Another rail project kicks off Saturday night when the new extension to the town of Modiin is hooked up to the line that now stops at Ben Gurion airport. The ride from Modiin to Tel Aviv, with a compulsory stop at Ben Gurion Airport, is scheduled to take twenty-minutes. A fast rail system is on the drawing boards for Tel Aviv to Jerusalem. The ride is scheduled to take less than an hour. At present a train runs the old route and takes nearly three hours, although passengers say the scenery is worth the extra time.

Temperatures in Israel are in the high nineties. Schools are out until September 2. The annual teacher’s strike negotiations have begun. Without the teacher’s strike looming, and salaries up for renegotiations, the start of the school year wouldn’t be recognizable.
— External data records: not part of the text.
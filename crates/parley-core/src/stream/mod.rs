//! Streaming aggregation: folds `StreamEvent`s into persisted assistant
//! messages.

pub mod aggregator;

pub use aggregator::{transition, StreamAggregator, Transition};
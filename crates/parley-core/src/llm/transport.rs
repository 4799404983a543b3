//! CompletionTransport trait definition.

use std::pin::Pin;

use futures_util::Stream;

use parley_types::llm::{GenerateRequest, LlmError, StreamEvent};

/// Boxed stream of generation events.
pub type GenerationStream = Pin<Box<dyn Stream<Item = Result<StreamEvent, LlmError>> + Send + 'static>>;

/// Backend that turns a prompt into a stream of `Partial` fragments followed
/// by one `Complete`.
///
/// The stream owns everything it needs (`'static`) so a session can drive it
/// while issuing other store operations. Implementations live in
/// parley-infra (e.g., `OllamaTransport`) and in [`crate::llm::scripted`].
pub trait CompletionTransport: Send + Sync {
    /// Human-readable backend name (e.g., "ollama").
    fn name(&self) -> &str;

    /// Start a streamed generation.
    ///
    /// Connection failures surface as the first item of the stream rather
    /// than as a separate error, so callers handle one failure path.
    fn generate(&self, request: GenerateRequest) -> GenerationStream;
}
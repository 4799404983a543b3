//! Data directory layout for Parley.
//!
//! Everything Parley persists lives under one directory: `config.toml` and
//! the `parley.db` SQLite database.

use std::path::{Path, PathBuf};

/// Environment variable that overrides the data directory.
pub const DATA_DIR_ENV: &str = "PARLEY_DATA_DIR";

/// Resolve the data directory from environment or platform defaults.
///
/// Priority:
/// 1. `PARLEY_DATA_DIR` environment variable
/// 2. `~/.parley`
pub fn resolve_data_dir() -> PathBuf {
    if let Ok(dir) = std::env::var(DATA_DIR_ENV) {
        return PathBuf::from(dir);
    }

    if let Some(home) = dirs::home_dir() {
        return home.join(".parley");
    }

    PathBuf::from(".parley")
}

/// SQLite URL of the database inside `data_dir`, created on first connect.
pub fn database_url(data_dir: &Path) -> String {
    format!("sqlite://{}?mode=rwc", data_dir.join("parley.db").display())
}

/// Create `data_dir` (and parents) if it does not exist yet.
pub async fn ensure_data_dir(data_dir: &Path) -> Result<(), std::io::Error> {
    tokio::fs::create_dir_all(data_dir).await
}

#[cfg(test)]
mod tests {
    use super::*;

    #[test]
    fn test_database_url_points_into_data_dir() {
        let url = database_url(Path::new("/tmp/parley-data"));
        assert_eq!(url, "sqlite:///tmp/parley-data/parley.db?mode=rwc");
    }

    #[test]
    fn test_resolve_data_dir_is_not_empty() {
        let dir = resolve_data_dir();
        assert!(!dir.as_os_str().is_empty());
    }

    #[tokio::test]
    async fn test_ensure_data_dir_creates_nested() {
        let tmp = tempfile::tempdir().unwrap();
        let nested = tmp.path().join("a").join("b");

        ensure_data_dir(&nested).await.unwrap();
        assert!(nested.is_dir());

        // Idempotent.
        ensure_data_dir(&nested).await.unwrap();
    }
}
//! Configuration loader for Parley.
//!
//! Reads `config.toml` from the data directory (`~/.parley/` in production)
//! and deserializes it into [`ParleyConfig`]. Falls back to defaults when
//! the file is missing or malformed.

use std::path::Path;

use parley_types::config::ParleyConfig;

/// Load configuration from `{data_dir}/config.toml`.
///
/// - Missing file: [`ParleyConfig::default()`].
/// - Unreadable or unparsable file: logs a warning, returns the default.
pub async fn load_config(data_dir: &Path) -> ParleyConfig {
    let config_path = data_dir.join("config.toml");

    let content = match tokio::fs::read_to_string(&config_path).await {
        Ok(content) => content,
        Err(err) if err.kind() == std::io::ErrorKind::NotFound => {
            tracing::debug!("No config.toml found at {}, using defaults", config_path.display());
            return ParleyConfig::default();
        }
        Err(err) => {
            tracing::warn!("Failed to read {}: {err}, using defaults", config_path.display());
            return ParleyConfig::default();
        }
    };

    match toml::from_str::<ParleyConfig>(&content) {
        Ok(config) => config,
        Err(err) => {
            tracing::warn!(
                "Failed to parse {}: {err}, using defaults",
                config_path.display()
            );
            ParleyConfig::default()
        }
    }
}

#[cfg(test)]
mod tests {
    use super::*;
    use tempfile::TempDir;

    #[tokio::test]
    async fn load_config_missing_file_returns_default() {
        let tmp = TempDir::new().unwrap();
        let config = load_config(tmp.path()).await;
        assert_eq!(config, ParleyConfig::default());
    }

    #[tokio::test]
    async fn load_config_valid_toml_returns_parsed() {
        let tmp = TempDir::new().unwrap();
        tokio::fs::write(
            tmp.path().join("config.toml"),
            r#"
default_model = "mistral"
fallback_model = "llama3"
event_capacity = 32

[ollama]
base_url = "http://10.0.0.5:11434"
request_timeout_secs = 60
"#,
        )
        .await
        .unwrap();

        let config = load_config(tmp.path()).await;
        assert_eq!(config.default_model, "mistral");
        assert_eq!(config.fallback_model, "llama3");
        assert_eq!(config.default_chat_name, "New Chat");
        assert_eq!(config.event_capacity, 32);
        assert_eq!(config.ollama.base_url, "http://10.0.0.5:11434");
        assert_eq!(config.ollama.request_timeout_secs, 60);
    }

    #[tokio::test]
    async fn load_config_invalid_toml_returns_default() {
        let tmp = TempDir::new().unwrap();
        tokio::fs::write(tmp.path().join("config.toml"), "this is not { valid toml !!!")
            .await
            .unwrap();

        let config = load_config(tmp.path()).await;
        assert_eq!(config, ParleyConfig::default());
    }

    #[tokio::test]
    async fn load_config_wrong_type_returns_default() {
        let tmp = TempDir::new().unwrap();
        tokio::fs::write(tmp.path().join("config.toml"), "event_capacity = \"lots\"")
            .await
            .unwrap();

        let config = load_config(tmp.path()).await;
        assert_eq!(config.event_capacity, 256);
    }
}
//! Line input for the chat loop, on top of `rustyline_async`.
//!
//! Reading a line never blocks the runtime, so replies keep streaming to
//! the terminal (through the `SharedWriter`) while the user types.

use rustyline_async::{Readline, ReadlineError, ReadlineEvent, SharedWriter};

#[derive(Debug, PartialEq)]
pub enum InputEvent {
    /// A submitted line, trimmed. May be empty.
    Line(String),
    /// Ctrl+C.
    Interrupt,
    /// Ctrl+D, or the terminal went away.
    Exit,
}

impl From<Result<ReadlineEvent, ReadlineError>> for InputEvent {
    fn from(result: Result<ReadlineEvent, ReadlineError>) -> Self {
        match result {
            Ok(ReadlineEvent::Line(line)) => InputEvent::Line(line.trim().to_string()),
            Ok(ReadlineEvent::Interrupted) => InputEvent::Interrupt,
            Ok(ReadlineEvent::Eof) => InputEvent::Exit,
            Err(err) => {
                tracing::debug!(error = %err, "terminal input closed");
                InputEvent::Exit
            }
        }
    }
}

pub struct ChatInput {
    readline: Readline,
}

impl ChatInput {
    /// Take over the terminal with `prompt`. Output written to the returned
    /// `SharedWriter` appears above the prompt line.
    pub fn open(prompt: String) -> Result<(Self, SharedWriter), ReadlineError> {
        let (readline, writer) = Readline::new(prompt)?;
        Ok((Self { readline }, writer))
    }

    pub fn set_prompt(&mut self, prompt: &str) {
        if let Err(err) = self.readline.update_prompt(prompt) {
            tracing::debug!(error = %err, "failed to redraw prompt");
        }
    }

    /// Wait for the next line. Non-empty lines are added to the history.
    pub async fn next(&mut self) -> InputEvent {
        let event = InputEvent::from(self.readline.readline().await);
        if let InputEvent::Line(line) = &event {
            if !line.is_empty() {
                self.readline.add_history_entry(line.clone());
            }
        }
        event
    }

    pub fn clear_screen(&mut self) {
        let _ = self.readline.clear();
    }

    /// Print whatever shared writers still hold. Call before dropping.
    pub fn flush(&mut self) {
        let _ = self.readline.flush();
    }
}
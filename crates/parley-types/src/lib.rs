//! Shared domain types for Parley.
//!
//! This crate contains the core domain types used across the Parley workspace:
//! chats, messages, streaming events, session events, configuration, and
//! their associated error types.
//!
//! Zero infrastructure dependencies -- only serde, chrono, thiserror.

pub mod chat;
pub mod config;
pub mod error;
pub mod event;
pub mod llm;
//! Event types for the Parley session event bus.
//!
//! `SessionEvent` is broadcast whenever the session's observable state
//! changes, so a presentation layer can re-read the views it cares about.
//! All variants are Clone + Send + Sync for use with tokio broadcast channels.

use serde::{Deserialize, Serialize};

use crate::chat::{ChatId, MessageId};
use crate::error::SessionError;

#[derive(Debug, Clone, PartialEq, Serialize, Deserialize)]
#[serde(tag = "type", rename_all = "snake_case")]
pub enum SessionEvent {
    /// The chat cache changed (created, renamed, deleted, model switched).
    ChatsChanged,

    /// A different chat (or none) became active.
    ActiveChatChanged { chat_id: Option<ChatId> },

    /// The visible message list of the active chat was replaced or extended.
    MessagesChanged { chat_id: ChatId },

    /// An assistant message was created for a new stream.
    StreamStarted { chat_id: ChatId, message_id: MessageId },

    /// A fragment was appended to an in-flight message.
    StreamFragment {
        chat_id: ChatId,
        message_id: MessageId,
        text: String,
    },

    /// The in-flight message received its continuation token.
    StreamFinalized { chat_id: ChatId, message_id: MessageId },

    /// The stream ended without a completion (transport error or cancel).
    StreamAbandoned { chat_id: ChatId },

    /// A failure was swallowed; state may have diverged from the store.
    Error(SessionError),
}
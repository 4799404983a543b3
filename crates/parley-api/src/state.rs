//! Application state wiring the session engine to its concrete store and
//! transport.
//!
//! The orchestrator is generic over `ChatStore` and `CompletionTransport`;
//! AppState pins it to SQLite and Ollama.

use std::path::PathBuf;
use std::sync::Arc;

use parley_core::session::SessionOrchestrator;
use parley_infra::config::load_config;
use parley_infra::filesystem::{database_url, ensure_data_dir, resolve_data_dir};
use parley_infra::llm::OllamaTransport;
use parley_infra::sqlite::{DatabasePool, SqliteChatStore};
use parley_types::config::ParleyConfig;

/// Orchestrator pinned to the infra implementations.
pub type ConcreteOrchestrator = SessionOrchestrator<SqliteChatStore, OllamaTransport>;

/// Shared application state used by every command.
#[derive(Clone)]
pub struct AppState {
    pub orchestrator: Arc<ConcreteOrchestrator>,
    pub store: Arc<SqliteChatStore>,
    pub config: ParleyConfig,
    pub data_dir: PathBuf,
    pub db_pool: DatabasePool,
}

impl AppState {
    /// Initialize the application state: load config, connect to the DB,
    /// wire the orchestrator.
    ///
    /// Does not touch chats; commands call `initialize` on the orchestrator
    /// when they need an active chat.
    pub async fn init() -> anyhow::Result<Self> {
        let data_dir = resolve_data_dir();
        ensure_data_dir(&data_dir).await?;

        let config = load_config(&data_dir).await;

        let db_pool = DatabasePool::new(&database_url(&data_dir)).await?;
        let store = Arc::new(SqliteChatStore::new(db_pool.clone()));

        let transport = OllamaTransport::new(&config.ollama)?;
        tracing::debug!(
            data_dir = %data_dir.display(),
            base_url = transport.base_url(),
            "application state initialized"
        );

        let orchestrator = SessionOrchestrator::new(store.clone(), transport, config.clone());

        Ok(Self {
            orchestrator: Arc::new(orchestrator),
            store,
            config,
            data_dir,
            db_pool,
        })
    }

    /// Close database connections so the WAL is checkpointed on exit.
    pub async fn shutdown(&self) {
        self.db_pool.close().await;
    }
}
//! In-memory projection of the session.
//!
//! `SessionState` holds the chat cache, the active chat, its ordered message
//! list, and the per-chat in-flight assistant messages. It performs no
//! validation of its own: the orchestrator and the stream aggregator keep it
//! consistent with the store. Derived views are recomputed on every read.

use std::collections::HashMap;

use parley_types::chat::{Chat, ChatId, Message};

#[derive(Debug, Clone, Default)]
pub struct SessionState {
    chats: Vec<Chat>,
    active_chat: Option<Chat>,
    messages: Vec<Message>,
    /// At most one open assistant message per chat.
    in_flight: HashMap<ChatId, Message>,
    /// Stream text whose message could not be created yet; never visible.
    unsaved: HashMap<ChatId, String>,
}

impl SessionState {
    pub fn new() -> Self {
        Self::default()
    }

    // --- Chat cache ---

    pub fn chats(&self) -> &[Chat] {
        &self.chats
    }

    pub fn chat(&self, id: ChatId) -> Option<&Chat> {
        self.chats.iter().find(|chat| chat.id == id)
    }

    pub fn replace_chats(&mut self, chats: Vec<Chat>) {
        self.chats = chats;
    }

    pub fn push_chat(&mut self, chat: Chat) {
        self.chats.push(chat);
    }

    /// Replace a cached chat by id (inserting it if absent) and mirror the
    /// change into the active chat.
    pub fn upsert_chat(&mut self, chat: Chat) {
        if let Some(active) = self.active_chat.as_mut().filter(|a| a.id == chat.id) {
            *active = chat.clone();
        }
        match self.chats.iter_mut().find(|cached| cached.id == chat.id) {
            Some(cached) => *cached = chat,
            None => self.chats.push(chat),
        }
    }

    pub fn remove_chat(&mut self, id: ChatId) -> Option<Chat> {
        let index = self.chats.iter().position(|chat| chat.id == id)?;
        Some(self.chats.remove(index))
    }

    /// Chats newest first; ties on `created_at` fall back to the higher id.
    pub fn sorted_chats(&self) -> Vec<Chat> {
        let mut chats = self.chats.clone();
        chats.sort_by(|a, b| b.created_at.cmp(&a.created_at).then(b.id.cmp(&a.id)));
        chats
    }

    pub fn newest_chat(&self) -> Option<&Chat> {
        self.chats
            .iter()
            .max_by(|a, b| a.created_at.cmp(&b.created_at).then(a.id.cmp(&b.id)))
    }

    // --- Active chat ---

    pub fn active_chat(&self) -> Option<&Chat> {
        self.active_chat.as_ref()
    }

    pub fn active_chat_id(&self) -> Option<ChatId> {
        self.active_chat.as_ref().map(|chat| chat.id)
    }

    pub fn set_active_chat(&mut self, chat: Option<Chat>) {
        self.active_chat = chat;
    }

    pub fn is_active(&self, id: ChatId) -> bool {
        self.active_chat_id() == Some(id)
    }

    pub fn has_active_chat(&self) -> bool {
        self.active_chat.is_some()
    }

    // --- Visible messages ---

    pub fn messages(&self) -> &[Message] {
        &self.messages
    }

    pub fn has_messages(&self) -> bool {
        !self.messages.is_empty()
    }

    /// Replace the visible list with freshly loaded messages.
    ///
    /// Messages that are currently in flight keep their in-memory content,
    /// which may be ahead of what the store holds.
    pub fn replace_messages(&mut self, mut messages: Vec<Message>) {
        for message in &mut messages {
            if let Some(live) = self
                .in_flight
                .get(&message.chat_id)
                .filter(|live| live.id == message.id)
            {
                *message = live.clone();
            }
        }
        self.messages = messages;
    }

    pub fn push_message(&mut self, message: Message) {
        self.messages.push(message);
    }

    pub fn clear_messages(&mut self) {
        self.messages.clear();
    }

    /// Overwrite the visible copy of `message`, if it is visible.
    pub fn mirror_visible(&mut self, message: &Message) {
        if let Some(visible) = self.messages.iter_mut().find(|m| m.id == message.id) {
            *visible = message.clone();
        }
    }

    // --- Streams ---

    pub fn in_flight(&self, chat_id: ChatId) -> Option<&Message> {
        self.in_flight.get(&chat_id)
    }

    pub fn in_flight_mut(&mut self, chat_id: ChatId) -> Option<&mut Message> {
        self.in_flight.get_mut(&chat_id)
    }

    pub fn is_streaming(&self, chat_id: ChatId) -> bool {
        self.in_flight.contains_key(&chat_id)
    }

    pub fn in_flight_count(&self) -> usize {
        self.in_flight.len()
    }

    /// Register a freshly persisted assistant message as the chat's open
    /// stream and show it if its chat is active.
    pub fn begin_stream(&mut self, message: Message) {
        let chat_id = message.chat_id;
        if self.is_active(chat_id) && !self.messages.iter().any(|m| m.id == message.id) {
            self.messages.push(message.clone());
        }
        self.in_flight.insert(chat_id, message);
    }

    /// Close the chat's open stream, returning its message.
    pub fn finish_stream(&mut self, chat_id: ChatId) -> Option<Message> {
        self.in_flight.remove(&chat_id)
    }

    /// Drop the chat's open stream and any unsaved text. Returns whether
    /// anything was dropped.
    pub fn abandon_stream(&mut self, chat_id: ChatId) -> bool {
        let had_message = self.in_flight.remove(&chat_id).is_some();
        let had_unsaved = self.unsaved.remove(&chat_id).is_some();
        had_message || had_unsaved
    }

    pub fn stash_unsaved(&mut self, chat_id: ChatId, text: String) {
        self.unsaved.entry(chat_id).or_default().push_str(&text);
    }

    pub fn take_unsaved(&mut self, chat_id: ChatId) -> Option<String> {
        self.unsaved.remove(&chat_id)
    }

    pub fn unsaved(&self, chat_id: ChatId) -> Option<&str> {
        self.unsaved.get(&chat_id).map(String::as_str)
    }

    /// Back to the empty state of a fresh session.
    pub fn reset(&mut self) {
        *self = Self::default();
    }
}

/// Continuation token of the most recent message that carries one.
pub fn latest_context(messages: &[Message]) -> Option<String> {
    messages.iter().rev().find_map(|message| message.context.clone())
}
Israel’s economy is expanding. This caused Bank of Israel head Stanley Fisher to raise interest rates in an attempt to dampen the economy.

A two-page ad in both Haaretz and the Jerusalem Post caused a stir on Tuesday. Russian-Israeli billionaire Arcadi Gaydamack took out the ad and accused Prime Minister Olmert and his government of malfeasance in office, spite, and jealousy. Gadaymack became a Robin Hood figure in Israel during the War in Lebanon II when he set up “refugee camps” for residents fleeing the rocket attacks. The government was shamed into admitting that the Home Front Command wasn’t as competent as Gadaymack.

The Russian billionaire said he was also approached to help build bomb shelters in Sderot, but the government stopped him after he’d built about forty, saying he was not authorized to carry out the construction. Gadaymack claims PM Olmert is preventing the performance of good deeds out of embarrassment that the government cannot carry out their own safety measures for the citizenry of Israel.

Right-wing politician Avigdor Leiberman, of the Yisrael Beitainu party, told the press on Tuesday that he was in favor of economic sanctions against Iran not military strikes. Leiberman was speaking on an Iranian language Parsi broadcast. He said that Iranian leaders all had their secret bank accounts stashed in Switzerland and other places, and were well taken care of in the event of a military strike. But it was the common man who would suffer in a war, not the Iranian leaders. Leiberman offered no details of which Iranians had bank accounts outside of Iran nor which banks and countries such accounts were in.

The Wakf, the Muslim authority in control of the Temple Mount, where the Mosque of Omar and the Al Aksa Mosque sit, have begun more excavations without proper archeological supervision. The Wakf has lately begun to ignore Israeli authority over the site. Israeli archeologist complain that the site is the most holy place in the Jewish lexicon, and should be respected. The Wakf has so far ignored all pleas. However, when Israel erected a temporary bridge leading to the Temple Mount the Wakf made a worldwide plea to stop the work. Israel has yet to take the same action.

The Jewish High Holidays approach rapidly. Each morning the sounds of the shofar can be heard echoing off the walls inside the synagogues and drifting out the open windows floating through the neighborhoods. Synagogue seating arrangements are being made, families are deciding who will attend whose dinners, without upsetting one family of in-laws or another. The Holidays bring a reminder of the Yom Kippur War, and then other wars in Israel. Lately information has been published claiming that the former Soviet Union was behind precipitating the 1967 Six-Day war, including detailed plans to destroy Israel’s nuclear reactor in Dimona. However, Israel defeated the Egyptian Army before they could launch their first air sortie, and then made short shrift of the remainder of the Egyptian and Syrian armies. Had the Jordanians not joined the battle, they would still possess the West Bank and the Arab towns and villages along with them.

With the approach of the High Holidays, one wonders if any of Israel's vocal enemies will decide to launch a sneak attack, as the Egyptians did on Yom Kippur in 1973. Defence Minister Ehud Barak has announced the pullback of some troops from the Golan Heights for the holidays. If this is true, then by all indications the holiday season will be relatively peaceful.